The Role of Life Sciences Global Teams Evolves in a Digital World
Originally Published in MedAdNews – June 2016
There’s much being written about how the digital world has impacted life sciences. However, maximizing that impact globally is something that still needs to be discussed.
Managing for global impact continues to be a challenge for many life sciences companies who are organized for a ‘pre-digital’ environment and there’s a strong need for global marketing and strategy leaders to fix it.
THE CHALLENGE
Many life sciences companies still approach global activity as they did 10 years ago; defining global strategies that set the stage for local planning. They are still coordinating tactics, mainly congresses, PR and advocacy, publications, market research, sales aid materials and the occasional global websites. All the “rest” is left to the local market affiliates, including all sales and promotional activities.

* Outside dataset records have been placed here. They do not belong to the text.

//! Deletion coordinator.
//!
//! Removes one logical file's blob and metadata record despite the two
//! stores not sharing a transaction. Blob deletion is best-effort with a
//! bounded settle-and-recheck; metadata deletion is guaranteed regardless.
//! A dangling metadata pointer breaks user-facing downloads, while an
//! orphaned blob only costs storage until reconciliation collects it.

use crate::error::{ApiError, ApiResult};
use crate::retry::RetryPolicy;
use depot_metadata::MetadataStore;
use depot_storage::{ObjectStore, StorageError};
use serde::Serialize;
use uuid::Uuid;

/// Composite result of deleting a logical file.
#[derive(Clone, Debug, Serialize)]
pub struct DeletionOutcome {
    /// The file that was deleted.
    pub file_id: Uuid,
    /// The storage key that was targeted, if the record had one.
    pub storage_key: Option<String>,
    /// Whether the blob is gone (true also when there was nothing to
    /// delete).
    pub blob_deleted: bool,
    /// Whether the blob existed before the pass.
    pub blob_existed_before: bool,
    /// Whether the blob still existed after the final attempt.
    pub blob_existed_after: bool,
}

/// Delete a logical file: blob first (best effort), then metadata
/// (guaranteed, transactional with its assignments).
#[tracing::instrument(skip(storage, metadata, policy), fields(file_id = %file_id))]
pub async fn delete_file(
    storage: &dyn ObjectStore,
    metadata: &dyn MetadataStore,
    file_id: Uuid,
    policy: RetryPolicy,
) -> ApiResult<DeletionOutcome> {
    let record = metadata
        .get_file(file_id)
        .await?
        .ok_or_else(|| ApiError::FileNotFound(file_id.to_string()))?;

    let mut outcome = DeletionOutcome {
        file_id,
        storage_key: None,
        blob_deleted: true,
        blob_existed_before: false,
        blob_existed_after: false,
    };

    if record.storage_key.is_empty() {
        // No storage key at all: nothing to delete on the blob side.
        tracing::debug!(file_id = %file_id, "Record has no storage key, skipping blob deletion");
    } else {
        outcome.storage_key = Some(record.storage_key.clone());
        let (deleted, existed_before, existed_after) =
            delete_blob_settled(storage, &record.storage_key, policy).await;
        outcome.blob_deleted = deleted;
        outcome.blob_existed_before = existed_before;
        outcome.blob_existed_after = existed_after;

        if !deleted {
            tracing::warn!(
                file_id = %file_id,
                storage_key = %record.storage_key,
                "Blob still present after delete attempts; proceeding with metadata removal"
            );
        }
    }

    // Metadata removal is never blocked by the blob outcome.
    metadata.delete_file_transactional(file_id).await?;
    crate::metrics::FILES_DELETED.inc();

    tracing::info!(
        file_id = %file_id,
        blob_deleted = outcome.blob_deleted,
        "Logical file deleted"
    );

    Ok(outcome)
}

/// Best-effort blob deletion with settle-and-recheck confirmation.
///
/// Returns (deleted, existed_before, existed_after). An absent blob counts
/// as already deleted. Storage errors during the loop are logged and leave
/// the blob to a later attempt or the reconciler; they never propagate.
async fn delete_blob_settled(
    storage: &dyn ObjectStore,
    key: &str,
    policy: RetryPolicy,
) -> (bool, bool, bool) {
    let existed_before = match storage.exists(key).await {
        Ok(exists) => exists,
        Err(e) => {
            tracing::warn!(key = %key, error = %e, "Existence check failed before blob delete");
            // Assume present and attempt deletion anyway.
            true
        }
    };

    if !existed_before {
        return (true, false, false);
    }

    let mut existed_after = true;
    for attempt in 1..=policy.max_attempts() {
        match storage.delete(key).await {
            Ok(()) => {}
            Err(StorageError::NotFound(_)) => {
                // Someone else removed it between checks; that is success.
                return (true, true, false);
            }
            Err(e) => {
                tracing::warn!(key = %key, attempt, error = %e, "Blob delete failed");
            }
        }

        // Give eventually-consistent storage a moment before confirming.
        policy.settle().await;

        existed_after = match storage.exists(key).await {
            Ok(exists) => exists,
            Err(e) => {
                tracing::warn!(key = %key, attempt, error = %e, "Existence re-check failed after blob delete");
                true
            }
        };

        if !existed_after {
            return (true, true, false);
        }
    }

    (false, true, existed_after)
}
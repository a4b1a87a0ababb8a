//! Logical file and assignment repositories.

use crate::error::MetadataResult;
use crate::models::FileRow;
use async_trait::async_trait;
use uuid::Uuid;

/// Logical file records.
#[async_trait]
pub trait FileRepo: Send + Sync {
    /// Insert a new file record.
    async fn insert_file(&self, file: &FileRow) -> MetadataResult<()>;

    /// Fetch a file by ID.
    async fn get_file(&self, file_id: Uuid) -> MetadataResult<Option<FileRow>>;

    /// List all file records.
    async fn list_files(&self) -> MetadataResult<Vec<FileRow>>;

    /// List files assigned to a user.
    async fn list_files_for_user(&self, user_id: Uuid) -> MetadataResult<Vec<FileRow>>;

    /// Overwrite a file's recorded size. Fails with `NotFound` for an
    /// unknown file.
    async fn update_file_size(&self, file_id: Uuid, size_bytes: i64) -> MetadataResult<()>;

    /// Delete a file record and its assignment rows in one transaction:
    /// assignments first, then the file row. If the file row deletes zero
    /// rows the transaction rolls back and `NotFound` is returned.
    async fn delete_file_transactional(&self, file_id: Uuid) -> MetadataResult<()>;
}

/// File-to-user assignments.
#[async_trait]
pub trait AssignmentRepo: Send + Sync {
    /// Assign a file to a set of users. Idempotent per (file, user) pair.
    async fn assign_file_to_users(&self, file_id: Uuid, user_ids: &[Uuid]) -> MetadataResult<()>;

    /// List the users a file is assigned to.
    async fn list_assignees(&self, file_id: Uuid) -> MetadataResult<Vec<Uuid>>;
}
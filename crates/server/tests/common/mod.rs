//! Common test utilities and fixtures.

pub mod storage;

use axum::body::Body;
use axum::http::{Request, StatusCode};
use depot_core::config::{AppConfig, MetadataConfig, ServerConfig, StorageConfig};
use depot_metadata::{MetadataStore, SqliteStore};
use depot_server::{AppState, create_router};
use depot_storage::{FilesystemBackend, ObjectStore};
use serde_json::Value;
use std::sync::Arc;
use tempfile::TempDir;
use tower::ServiceExt;
use uuid::Uuid;

/// A test server wrapper with all dependencies.
/// Note: #[allow(dead_code)] because each test file compiles common/ separately.
#[allow(dead_code)]
pub struct TestServer {
    pub router: axum::Router,
    pub state: AppState,
    _temp_dir: TempDir,
}

#[allow(dead_code)]
impl TestServer {
    /// Create a new test server with temporary storage and small chunk sizes.
    pub async fn new() -> Self {
        Self::build(None).await
    }

    /// Create a test server whose storage silently ignores deletes.
    pub async fn with_stubborn_deletes() -> Self {
        Self::build(Some(Box::new(|inner| {
            Arc::new(storage::StubbornDeleteBackend::new(inner))
        })))
        .await
    }

    async fn build(
        wrap: Option<Box<dyn FnOnce(FilesystemBackend) -> Arc<dyn ObjectStore>>>,
    ) -> Self {
        let temp_dir = tempfile::tempdir().expect("Failed to create temp directory");

        let storage_path = temp_dir.path().join("objects");
        let inner = FilesystemBackend::new(&storage_path)
            .await
            .expect("Failed to create storage backend");
        let storage: Arc<dyn ObjectStore> = match wrap {
            Some(wrap) => wrap(inner),
            None => Arc::new(inner),
        };

        let db_path = temp_dir.path().join("metadata.db");
        let metadata: Arc<dyn MetadataStore> = Arc::new(
            SqliteStore::new(&db_path)
                .await
                .expect("Failed to create metadata store"),
        );

        let config = AppConfig {
            server: ServerConfig::for_testing(),
            storage: StorageConfig::Filesystem {
                path: storage_path,
            },
            metadata: MetadataConfig::Sqlite { path: db_path },
        };

        let state = AppState::new(config, storage, metadata);
        let router = create_router(state.clone());

        Self {
            router,
            state,
            _temp_dir: temp_dir,
        }
    }

    /// Get access to the underlying metadata store.
    pub fn metadata(&self) -> Arc<dyn MetadataStore> {
        self.state.metadata.clone()
    }

    /// Get access to the underlying object store.
    pub fn storage(&self) -> Arc<dyn ObjectStore> {
        self.state.storage.clone()
    }

    /// Eager-variant chunk size from the test configuration.
    pub fn eager_chunk_size(&self) -> usize {
        self.state.config.server.eager_chunk_size as usize
    }

    /// Lazy-variant chunk size from the test configuration.
    pub fn lazy_chunk_size(&self) -> usize {
        self.state.config.server.lazy_chunk_size as usize
    }
}

/// The caller identity attached to a test request.
#[allow(dead_code)]
#[derive(Clone, Copy)]
pub enum Caller {
    None,
    User(Uuid),
    Admin(Uuid),
}

#[allow(dead_code)]
impl Caller {
    pub fn user() -> Self {
        Self::User(Uuid::new_v4())
    }

    pub fn admin() -> Self {
        Self::Admin(Uuid::new_v4())
    }
}

/// Make a JSON request against the router and decode the JSON response.
#[allow(dead_code)]
pub async fn json_request(
    router: &axum::Router,
    method: &str,
    uri: &str,
    body: Option<Value>,
    caller: Caller,
) -> (StatusCode, Value) {
    let mut builder = Request::builder().method(method).uri(uri);

    match caller {
        Caller::None => {}
        Caller::User(id) => {
            builder = builder.header("x-depot-user-id", id.to_string());
        }
        Caller::Admin(id) => {
            builder = builder
                .header("x-depot-user-id", id.to_string())
                .header("x-depot-admin", "true");
        }
    }

    let request_body = match body {
        Some(v) => {
            builder = builder.header("content-type", "application/json");
            Body::from(serde_json::to_vec(&v).unwrap())
        }
        None => Body::empty(),
    };

    let request = builder.body(request_body).unwrap();
    let response = router.clone().oneshot(request).await.unwrap();

    let status = response.status();
    let body_bytes = axum::body::to_bytes(response.into_body(), usize::MAX)
        .await
        .unwrap();
    let json: Value = if body_bytes.is_empty() {
        Value::Null
    } else {
        serde_json::from_slice(&body_bytes).unwrap_or(Value::Null)
    };

    (status, json)
}

/// Deterministic test payload of the given length.
#[allow(dead_code)]
pub fn test_payload(len: usize) -> Vec<u8> {
    (0..len).map(|i| (i % 251) as u8).collect()
}

/// Split a payload into base64-encoded chunks of the given size.
#[allow(dead_code)]
pub fn chunk_payload(payload: &[u8], chunk_size: usize) -> Vec<String> {
    use base64::Engine as _;
    payload
        .chunks(chunk_size)
        .map(|c| base64::engine::general_purpose::STANDARD.encode(c))
        .collect()
}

In a world that is limited to face-to-face selling, the decentralized division of labor works fine because affiliates can adapt global materials to their markets. It proves to be inadequate for the more complex, multi-channel environment we currently inhabit. This is something we have observed consistently in our work with numerous global teams.
Decentralized organizations leave much of their “digital” activity to local affiliates which results in sub-optimizing digital’s potential for all markets. There are several reasons this happens.
First, unlike local print or face-to-face selling, digital knows no geographic boundaries. Customers can search for whatever digital materials affiliates create. Companies that leave their global digital ecosystem unattended end up with numerous disconnected digital assets, different branding and, ultimately a poor customer experience.
Secondly, digital activities lend themselves to significant economies of scale. They become more efficient to implement with widespread adoption. This is certainly true for digital infrastructure such as content management, marketing automation and digital analytics. It’s also true for other digital activities such as global digital media planning and buying.
A decentralized approach requires markets to make investments on their own, which really means they don’t make them at all because they choose to prioritize their scarce funds on “turnkey” tactics. They end up engaging in simplistic digital activities that are cheap and easy to implement, but not always very effective. It also may mean defaulting to face-to-face sales force support, because this is safe and proven.
Finally, digital innovation (all innovation, for that matter) accelerates as the perceived risks of innovation decrease and the perceived benefits increase. When affiliates work in isolation, they’re forced to climb that learning curve on their own, without the shared learning of a global enterprise. As a consequence, markets have a perverse incentive not to digitally innovate which results in uneven performance across markets and few best practices.
THE SOLUTION
Interconnectedness, scale economies and shared learning, along with the growing stakes of digital stagnation – explain why senior leadership must expand their remits of their global team to compete in today’s digital environment
Beyond coordinating strategy and isolated international tactics, global teams must take wider responsibility for developing globally coordinated customer experiences, supplying the infrastructure to deliver those experiences and the learning environment to nurture innovation and best practice. While larger markets can tackle these responsibilities independently, smaller markets cannot, and the reality is that all markets, regardless of size, benefit from a globally coordinated approach.
Making the shift to a globally coordinated approach implies three significant changes to the traditional set-up.
First, global teams must take on a wider role in the planning and implementation of customer experience, and the development of customer engagement capabilities. They must explicitly deliver a globally integrated customer experience strategy and digital ecosystem, taking care to avoid disconnected assets.
Secondly, it’s crucial for senior management to think differently about budget allocation. It would be beneficial to allocate greater funds to global teams in order to plan reusable customer experiences and implement enterprise-wide infrastructure. This would lead to development of enhanced programs and tools, and drive shared learning and competence development. Reciprocally, local market funds should be focused on local adaption or implementing market-specific programs.
Finally, senior management must explicitly measure capability, development and maturation. Teams need to have a clear sense of how mature they are now and what the next level of sophistication means.
A PATH FORWARD
Change must begin by recognition of the problem, a clear vision for change and an alignment on a new organizational approach. This requires expanding the remit of existing global or regional business functions and creating new functions that may exist (such as global digital strategy and digital operations).
There is no perfect formula for organizational change but rather a spectrum of options available. All options come with advantages and disadvantages for different sized companies, with different strengths profiles and different stages of maturity. Once a clear organizational vision is in place, global teams can make their impact.
Ultimately, by embracing an expanded role for global teams will life sciences brands will be able to achieve their full potential online. Organizations can achieve consistent digital excellence across markets if they embrace what “global” means in a digital world.